Dalam keterangannya, Sujiwo menyebutkan bahwa pihaknya telah mengambil langkah mediasi atas persoalan tersebut. Ia menegaskan bahwa Surat Pernyataan Tanah (SPT) yang menjadi dasar transaksi jual beli telah dibatalkan dan seluruh biaya yang berkaitan dengan proses tersebut telah dikembalikan.
"Kita sudah lakukan mediasi, dan saya pastikan SPT tersebut dibatalkan. Biaya-biaya yang terlanjur dikeluarkan juga dikembalikan," tegas Sujiwo di hadapan wartawan.
Namun, pernyataan tersebut tidak serta-merta meredakan polemik. Publik justru menyoroti keberadaan sosok pembeli lahan yang disebut-sebut sebagai aktor utama dalam perusakan kawasan hutan mangrove.

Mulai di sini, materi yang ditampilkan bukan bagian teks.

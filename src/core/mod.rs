pub mod engine;
pub mod matrix;
pub mod objective;

pub use engine::{CycleEngine, CycleResult, DeletedOperation, ReplayCursor};
pub use matrix::{build_matrix, MatrixCache, MatrixKey, PayoffMatrix};
pub use objective::Objective;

Sosok tersebut diidentifikasi sebagai saudara Ahong, yang menurut informasi lapangan, telah melakukan aktivitas penebangan dan penggusuran vegetasi mangrove di lokasi yang dipermasalahkan.

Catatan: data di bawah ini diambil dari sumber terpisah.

impl CycleEngine {
    /// Starts a fresh cycle with a single pending operation.
    pub fn new(config: CycleConfig, matrix: Arc<PayoffMatrix>) -> EngineResult<Self> {
        Self::with_operations(config, matrix, Vec::new())
    }

    /// Binds an existing history. Derived fields are recomputed from scratch.
    ///
    /// Only the last operation may lack a result.
    pub fn with_operations(
        config: CycleConfig,
        matrix: Arc<PayoffMatrix>,
        operations: Vec<Operation>,
    ) -> EngineResult<Self> {
        config.validate()?;
        assert_matrix_matches(&matrix, &config);

        if let Some(op) = operations.iter().rev().skip(1).find(|op| op.is_pending()) {
            return Err(EngineError::InvalidConfiguration(format!(
                "operation {} has no result but is not the last operation",
                op.id
            )));
        }

        let next_id = operations.iter().map(|op| op.id).max().map_or(1, |id| id + 1);
        let mut engine = Self {
            config,
            matrix,
            operations,
            next_id,
        };

        if engine.operations.is_empty() {
            engine.reset();
        } else {
            engine.recalculate_from(0);
            engine.normalize_tail();
        }
        Ok(engine)
    }

    /// Swaps in a new configuration and its matrix, then replays everything.
    pub fn rebind(&mut self, config: CycleConfig, matrix: Arc<PayoffMatrix>) -> EngineResult<()> {
        config.validate()?;
        assert_matrix_matches(&matrix, &config);

        self.config = config;
        self.matrix = matrix;
        self.recalculate_from(0);
        self.normalize_tail();
        Ok(())
    }

    /// Drops the history and seeds one pending operation.
    pub fn reset(&mut self) {
        let id = self.allocate_id();
        self.operations = vec![Operation::pending(id)];
        self.recalculate_from(0);
    }

    pub fn config(&self) -> &CycleConfig {
        &self.config
    }

    pub fn matrix(&self) -> &Arc<PayoffMatrix> {
        &self.matrix
    }

    pub fn operations(&self) -> &[Operation] {
        &self.operations
    }

    pub fn into_operations(self) -> Vec<Operation> {
        self.operations
    }

    pub fn position_of(&self, id: u64) -> Option<usize> {
        self.operations.iter().position(|op| op.id == id)
    }

    /// Stake of the pending operation, if the cycle is still open.
    pub fn next_stake(&self) -> Option<f64> {
        self.operations
            .last()
            .filter(|op| op.is_pending() && op.status != OperationStatus::OutOfCycle)
            .map(|op| op.amount)
    }

    pub fn is_end_of_subcycle(&self, wins: u32, losses: u32) -> bool {
        wins >= self.config.expected_wins || losses > self.config.max_losses()
    }

    /// Stake for the next operation given the sub-cycle state.
    ///
    /// Panics if the formula leaves `[0, bankroll]`, which means the matrix
    /// and configuration disagree.
    pub fn compute_stake(&self, wins: u32, losses: u32, bankroll: f64, is_final: bool) -> f64 {
        if is_final {
            return bankroll;
        }

        let p = self.config.payout_ratio();
        let next = (wins + losses + 1) as usize;

        let win_branch = if wins + 1 >= self.config.expected_wins {
            Some(1.0)
        } else {
            self.matrix.get(next, wins as usize + 1)
        };
        let loss_branch = self.matrix.get(next, wins as usize);

        let (v1, v2) = match (win_branch, loss_branch) {
            (Some(v1), Some(v2)) => (v1, v2),
            // no sizing information past a terminal state
            _ => return bankroll,
        };

        let stake = (1.0 - p * v1 / (v2 + (p - 1.0) * v1)) * bankroll;

        let tolerance = 1e-9 * bankroll.abs().max(1.0);
        assert!(
            stake >= -tolerance && stake <= bankroll + tolerance,
            "stake {} outside [0, {}] at wins={} losses={}",
            stake,
            bankroll,
            wins,
            losses
        );
        stake.clamp(0.0, bankroll.max(0.0))
    }

    /// Bankroll a progressive sub-cycle starts from. Reinvestment compounds
    /// over the session-wide sub-cycle counter.
    pub fn reinvestment_base(&self, sub_cycle: u32) -> f64 {
        let growth = self.matrix.profit_fraction() * self.config.reinvestment_percent / 100.0;
        self.config.total_risk * (1.0 + growth).powi(sub_cycle as i32)
    }

    pub fn status(&self, cursor: &ReplayCursor, result: Option<Outcome>) -> OperationStatus {
        if cursor.off_cycle && !self.config.progressive_mode {
            return OperationStatus::OutOfCycle;
        }

        let cycle = self.config.progressive_mode.then_some(cursor.sub_cycle + 1);

        if cursor.wins >= self.config.expected_wins {
            OperationStatus::Won { cycle }
        } else if cursor.losses > self.config.max_losses() {
            OperationStatus::Lost { cycle }
        } else if result.is_none() {
            OperationStatus::PickResult
        } else {
            OperationStatus::LossesRemaining {
                remaining: self.config.max_losses() - cursor.losses,
            }
        }
    }

    /// Replays operations `0..index` without touching them.
    pub fn cursor_before(&self, index: usize) -> ReplayCursor {
        let mut cursor = ReplayCursor::start(&self.config);
        for op in &self.operations[..index.min(self.operations.len())] {
            self.step(&mut cursor, op.result);
        }
        cursor
    }

    /// Recomputes amount, profit, balance, win rate and status for every
    /// operation from `index` to the end.
    pub fn recalculate_from(&mut self, index: usize) {
        let index = index.min(self.operations.len());
        debug!(
            "Recalculating from index {} of {}",
            index,
            self.operations.len()
        );

        let mut cursor = self.cursor_before(index);
        for i in index..self.operations.len() {
            let result = self.operations[i].result;
            let evaluation = self.step(&mut cursor, result);
            let op = &mut self.operations[i];
            match evaluation {
                Some(eval) => {
                    op.amount = eval.amount;
                    op.profit = eval.profit;
                    op.balance = eval.balance;
                    op.win_rate = eval.win_rate;
                    op.status = eval.status;
                }
                None => op.status = OperationStatus::OutOfCycle,
            }
        }
    }

    /// Resolves the pending operation and opens the next one when the cycle
    /// continues.
    pub fn mark_result(&mut self, outcome: Outcome) -> EngineResult<CycleStatus> {
        let index = match self.operations.last() {
            Some(op) if op.is_pending() && op.status != OperationStatus::OutOfCycle => {
                self.operations.len() - 1
            }
            _ => return Err(EngineError::CycleClosed),
        };

        self.operations[index].result = Some(outcome);
        self.recalculate_from(index);

        let resolved = &self.operations[index];
        match resolved.status {
            OperationStatus::Won { cycle } | OperationStatus::Lost { cycle } => {
                info!(
                    "Cycle {} closed: {} (balance {:.2})",
                    cycle.unwrap_or(1),
                    resolved.status,
                    resolved.balance
                );
            }
            _ => debug!(
                "Operation {} resolved as {} (stake {:.2}, balance {:.2})",
                resolved.id, outcome, resolved.amount, resolved.balance
            ),
        }

        self.normalize_tail();
        Ok(self.cycle_status())
    }

    /// Corrects the result at `index` and cascades the change downstream.
    pub fn update_operation_result(&mut self, index: usize, outcome: Outcome) -> EngineResult<()> {
        if index >= self.operations.len() {
            return Err(EngineError::OperationNotFound(OperationRef::Index(index)));
        }

        self.operations[index].result = Some(outcome);
        self.recalculate_from(index);
        self.normalize_tail();
        Ok(())
    }

    pub fn delete_operation(&mut self, id: u64) -> EngineResult<DeletedOperation> {
        let index = self
            .position_of(id)
            .ok_or(EngineError::OperationNotFound(OperationRef::Id(id)))?;
        if self.operations.len() <= 1 {
            return Err(EngineError::EmptyHistory);
        }

        let operation = self.operations.remove(index);
        self.recalculate_from(index);
        let replacement = self.normalize_tail();

        debug!("Deleted operation {} at index {}", id, index);
        Ok(DeletedOperation {
            operation,
            index,
            replacement,
        })
    }

    /// Puts a deleted operation back where it was.
    ///
    /// The pending operation appended by the delete is dropped only while it
    /// is still the unresolved tail. A deleted pending operation whose
    /// replacement has since been resolved has nothing left to restore.
    pub fn restore_operation(&mut self, deleted: DeletedOperation) -> EngineResult<()> {
        let replacement_pos = deleted.replacement.and_then(|id| {
            let last = self.operations.len().checked_sub(1)?;
            let op = &self.operations[last];
            (op.id == id && op.is_pending()).then_some(last)
        });

        if deleted.operation.is_pending() && replacement_pos.is_none() {
            debug!(
                "Operation {} superseded by a resolved replacement, nothing to restore",
                deleted.operation.id
            );
            return Ok(());
        }

        let len_after_removal = self.operations.len() - usize::from(replacement_pos.is_some());
        if deleted.index > len_after_removal {
            return Err(EngineError::OperationNotFound(OperationRef::Index(
                deleted.index,
            )));
        }

        let mut from = deleted.index;
        if let Some(pos) = replacement_pos {
            self.operations.remove(pos);
            from = from.min(pos);
        }

        self.next_id = self.next_id.max(deleted.operation.id + 1);
        debug!(
            "Restoring operation {} at index {}",
            deleted.operation.id, deleted.index
        );
        self.operations.insert(deleted.index, deleted.operation);
        self.recalculate_from(from);
        self.normalize_tail();
        Ok(())
    }

    /// Overall status. Progressive sessions are never closed by a sub-cycle
    /// outcome, so they always report active until reset.
    pub fn cycle_status(&self) -> CycleStatus {
        if self.config.progressive_mode {
            return CycleStatus::Active;
        }

        let cursor = self.cursor_before(self.operations.len());
        if !cursor.off_cycle {
            CycleStatus::Active
        } else if cursor.wins >= self.config.expected_wins {
            CycleStatus::Won
        } else {
            CycleStatus::Lost
        }
    }

    pub fn get_result(&self) -> CycleResult {
        CycleResult {
            operations: self.operations.clone(),
            cycle_status: self.cycle_status(),
        }
    }

    fn step(&self, cursor: &mut ReplayCursor, result: Option<Outcome>) -> Option<Evaluation> {
        if cursor.off_cycle {
            return None;
        }

        let is_final = cursor.wins + cursor.losses + 1 >= self.config.operation_count;
        let amount = self.compute_stake(cursor.wins, cursor.losses, cursor.amount_at_risk, is_final);

        let profit = match result {
            None => 0.0,
            Some(Outcome::Win) => {
                cursor.wins += 1;
                cursor.total_wins += 1;
                amount * (self.config.payout_ratio() - 1.0)
            }
            Some(Outcome::Loss) => {
                cursor.losses += 1;
                cursor.total_losses += 1;
                -amount
            }
        };

        cursor.balance += profit;
        cursor.amount_at_risk += profit;

        let win_rate = if result.is_some() {
            cursor.win_rate()
        } else {
            0.0
        };
        let status = self.status(cursor, result);
        let balance = cursor.balance;

        if result.is_some() && self.is_end_of_subcycle(cursor.wins, cursor.losses) {
            self.close_subcycle(cursor);
        }

        Some(Evaluation {
            amount,
            profit,
            balance,
            win_rate,
            status,
        })
    }

    fn close_subcycle(&self, cursor: &mut ReplayCursor) {
        if self.config.progressive_mode {
            cursor.wins = 0;
            cursor.losses = 0;
            cursor.sub_cycle += 1;
            cursor.amount_at_risk = self.reinvestment_base(cursor.sub_cycle);
        } else {
            cursor.off_cycle = true;
        }
    }

    /// Keeps exactly one pending operation at the end of an open cycle and
    /// none after a closed one. Returns the id of an appended operation.
    fn normalize_tail(&mut self) -> Option<u64> {
        let cursor = self.cursor_before(self.operations.len());

        if cursor.off_cycle {
            while self.operations.len() > 1
                && self.operations.last().is_some_and(Operation::is_pending)
            {
                self.operations.pop();
            }
            return None;
        }

        if self.operations.last().is_some_and(Operation::is_pending) {
            return None;
        }

        let id = self.allocate_id();
        self.operations.push(Operation::pending(id));
        self.recalculate_from(self.operations.len() - 1);
        Some(id)
    }

    fn allocate_id(&mut self) -> u64 {
        let id = self.next_id;
        self.next_id += 1;
        id
    }
}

Sejumlah pihak mendesak agar Pemda Kubu Raya tidak hanya menindak oknum kepala desa, tetapi juga mengambil langkah hukum terhadap pembeli lahan yang diduga sebagai "cukong" dalam skema perusakan ekosistem pesisir tersebut.
"Jangan hanya oknum kepala desa yang dijadikan kambing hitam. Sang pembeli juga harus bertanggung jawab secara hukum. Ia bukan hanya membeli, tapi juga menjadi eksekutor utama dalam perusakan mangrove," ujar seorang pengamat lingkungan yang enggan disebutkan namanya.
Dugaan keterlibatan antara oknum kepala desa dan pembeli lahan ini dinilai sebagai bentuk kolaborasi melanggar hukum yang berpotensi melanggar sejumlah ketentuan, di antaranya Undang-Undang Nomor 41 Tahun 1999 tentang Kehutanan, serta Undang-Undang Nomor 32 Tahun 2009 tentang Perlindungan dan Pengelolaan Lingkungan Hidup.
Kasus ini membuka kembali sorotan terhadap lemahnya pengawasan tata ruang di wilayah pesisir, serta dugaan adanya kelonggaran administratif yang kerap dimanfaatkan oleh pihak-pihak tertentu untuk mengubah fungsi lahan secara ilegal.
Hingga berita ini diturunkan, belum ada keterangan resmi dari pihak penegak hukum terkait kemungkinan proses penyelidikan atau langkah pidana terhadap pihak pembeli. Sementara itu, masyarakat sipil dan kelompok pemerhati lingkungan mendesak agar pemerintah daerah dan aparat penegak hukum tidak tebang pilih dalam menegakkan aturan.